Dans une étude récente menée par le Pr. Juan Izpisua Belmonte et ses équipes du laboratoire d’expression génique de l’Institut Salk d’études biologiques, les chercheurs ont effectué divers régimes de reprogrammation partielle à long terme chez des animaux sains, y compris à différents moments d’apparition, au cours du vieillissement physiologique.

Un premier groupe de souris a reçu des doses régulières de facteurs Yamanaka à partir de l’âge de 15 mois jusqu’à 22 mois (ce qui correspond chez l’homme à un âge compris +/- entre 50 à 70). Un second groupe a été traité de 12 à 22 mois (équivalant humain: +/- 35 à 70 ans). Et enfin, un troisième groupe a été traité pendant un mois seulement à l’âge de 25 mois (équivalent humain: +/- de 80 ans). Malheureusement, pour ces expériences comme pour beaucoup d’autres sur des rats ou sur des souris, comme les animaux sont sacrifiés en fin d’expérience pour pouvoir analyser leur état physiologique, le résultat réel en termes de durée de vie maximale n’est pas connu.

Comparativement aux animaux témoins, il n’y a eu aucune altération des cellules sanguines ni aucun changement neurologique chez les souris qui avaient reçu les facteurs Yamanaka.

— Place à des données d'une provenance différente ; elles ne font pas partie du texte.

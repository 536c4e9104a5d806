//! In-process signatory holding a raw private key.

use crate::{SignerError, SignerFactory, SignerInterface, SignerRegistry};
use alloy_signer::Signer;
use alloy_signer_local::PrivateKeySigner;
use async_trait::async_trait;
use relay_types::{
	Address, BundleSignature, Bytes, ConfigSchema, Field, FieldType, ImplementationRegistry, Schema,
	SecretString, ValidationError, B256,
};

/// Signs digests with a secp256k1 key loaded from configuration.
pub struct LocalSigner {
	signer: PrivateKeySigner,
}

impl LocalSigner {
	pub fn new(private_key: &str) -> Result<Self, SignerError> {
		let signer = private_key
			.parse::<PrivateKeySigner>()
			.map_err(|e| SignerError::InvalidKey(format!("Invalid private key: {}", e)))?;
		Ok(Self { signer })
	}
}

/// Configuration schema for the local signer.
pub struct LocalSignerSchema;

impl ConfigSchema for LocalSignerSchema {
	fn validate(&self, config: &toml::Value) -> Result<(), ValidationError> {
		Schema::new(
			vec![Field::new("private_key", FieldType::Hex { bytes: 32 })],
			vec![],
		)
		.validate(config)
	}
}

#[async_trait]
impl SignerInterface for LocalSigner {
	fn config_schema(&self) -> Box<dyn ConfigSchema> {
		Box::new(LocalSignerSchema)
	}

	fn address(&self) -> Address {
		self.signer.address()
	}

	async fn sign_digest(&self, digest: &B256) -> Result<BundleSignature, SignerError> {
		let signature = self
			.signer
			.sign_hash(digest)
			.await
			.map_err(|e| SignerError::SigningFailed(e.to_string()))?;
		Ok(BundleSignature {
			signer: self.signer.address(),
			signature: Bytes::copy_from_slice(&signature.as_bytes()),
		})
	}
}

/// Factory function to create a local signer from configuration.
///
/// Configuration parameters:
/// - `private_key`: 32-byte hex key, with or without `0x`
pub fn create_signer(config: &toml::Value) -> Result<Box<dyn SignerInterface>, SignerError> {
	LocalSignerSchema
		.validate(config)
		.map_err(|e| SignerError::InvalidConfiguration(e.to_string()))?;

	let key = config
		.get("private_key")
		.and_then(|v| v.as_str())
		.map(SecretString::from)
		.ok_or_else(|| SignerError::InvalidConfiguration("private_key is required".into()))?;

	let signer = key.with_exposed(LocalSigner::new)?;
	Ok(Box::new(signer))
}

/// Registry for the local signer implementation.
pub struct Registry;

impl ImplementationRegistry for Registry {
	const NAME: &'static str = "local";
	type Factory = SignerFactory;

	fn factory() -> Self::Factory {
		create_signer
	}
}

impl SignerRegistry for Registry {}
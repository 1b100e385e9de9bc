//! Wire-level types shared by the transport and the request executor.
//!
//! | Type | Description |
//! |------|-------------|
//! | [`RequestSpec`] | Method, path, query and JSON payload of one logical call |
//! | [`HttpMethod`] | Supported HTTP verbs |
//! | [`ResponseEnvelope`] | `{success, data?, error?}` document interpretation |
//! | [`ErrorBody`] | `{message, code?}` error descriptor |

pub mod envelope;
pub mod request;

pub use envelope::{ErrorBody, ResponseEnvelope};
pub use request::{HttpMethod, RequestSpec};
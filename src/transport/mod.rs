//! Transport seam between the request executor and the network.
//!
//! The executor only needs "send this request, give me status + headers +
//! body". Keeping that behind [`Transport`] lets tests script exact failure
//! sequences without a live server.

mod http;

pub use http::HttpTransport;

use crate::protocol::RequestSpec;
use async_trait::async_trait;
use bytes::Bytes;
use reqwest::header::HeaderMap;
use std::time::Duration;

/// A completed HTTP exchange, before envelope interpretation.
#[derive(Debug, Clone)]
pub struct RawResponse {
    pub status: u16,
    pub headers: HeaderMap,
    pub body: Bytes,
}

impl RawResponse {
    pub fn new(status: u16, body: impl Into<Bytes>) -> Self {
        Self {
            status,
            headers: HeaderMap::new(),
            body: body.into(),
        }
    }

    pub fn with_header(mut self, name: &'static str, value: &str) -> Self {
        if let Ok(v) = reqwest::header::HeaderValue::from_str(value) {
            self.headers.insert(name, v);
        }
        self
    }

    /// Extract the first non-empty value among the given header names.
    pub fn header_first(&self, names: &[&str]) -> Option<String> {
        for name in names {
            if let Some(v) = self.headers.get(*name) {
                if let Ok(s) = v.to_str() {
                    let s = s.trim();
                    if !s.is_empty() {
                        return Some(s.to_string());
                    }
                }
            }
        }
        None
    }
}

/// Sends one attempt of a request. Implementations must be shareable across
/// concurrently running calls.
#[async_trait]
pub trait Transport: Send + Sync {
    /// `request_id` is stable across all attempts of one logical call.
    async fn send(
        &self,
        request: &RequestSpec,
        request_id: &str,
    ) -> std::result::Result<RawResponse, TransportError>;
}

#[derive(Debug, thiserror::Error)]
pub enum TransportError {
    #[error("request timed out after {0:?}")]
    Timeout(Duration),

    #[error("connection failed: {0}")]
    Connect(String),

    #[error("HTTP error: {0}")]
    Http(#[from] reqwest::Error),

    #[error("Transport error: {0}")]
    Other(String),
}

impl TransportError {
    /// Whether another attempt may succeed. Malformed requests never will.
    pub fn is_transient(&self) -> bool {
        match self {
            TransportError::Timeout(_) | TransportError::Connect(_) => true,
            TransportError::Http(e) => !e.is_builder(),
            TransportError::Other(_) => false,
        }
    }
}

Les chercheurs affirment que les effets rajeunissants sont associés à une inversion de l’horloge épigénétique et à des changements métaboliques et transcriptomiques. L’équipe scientifique prévoit maintenant de futures recherches pour analyser comment des molécules et des gènes spécifiques sont modifiés par un traitement à long terme avec les facteurs Yamanaka.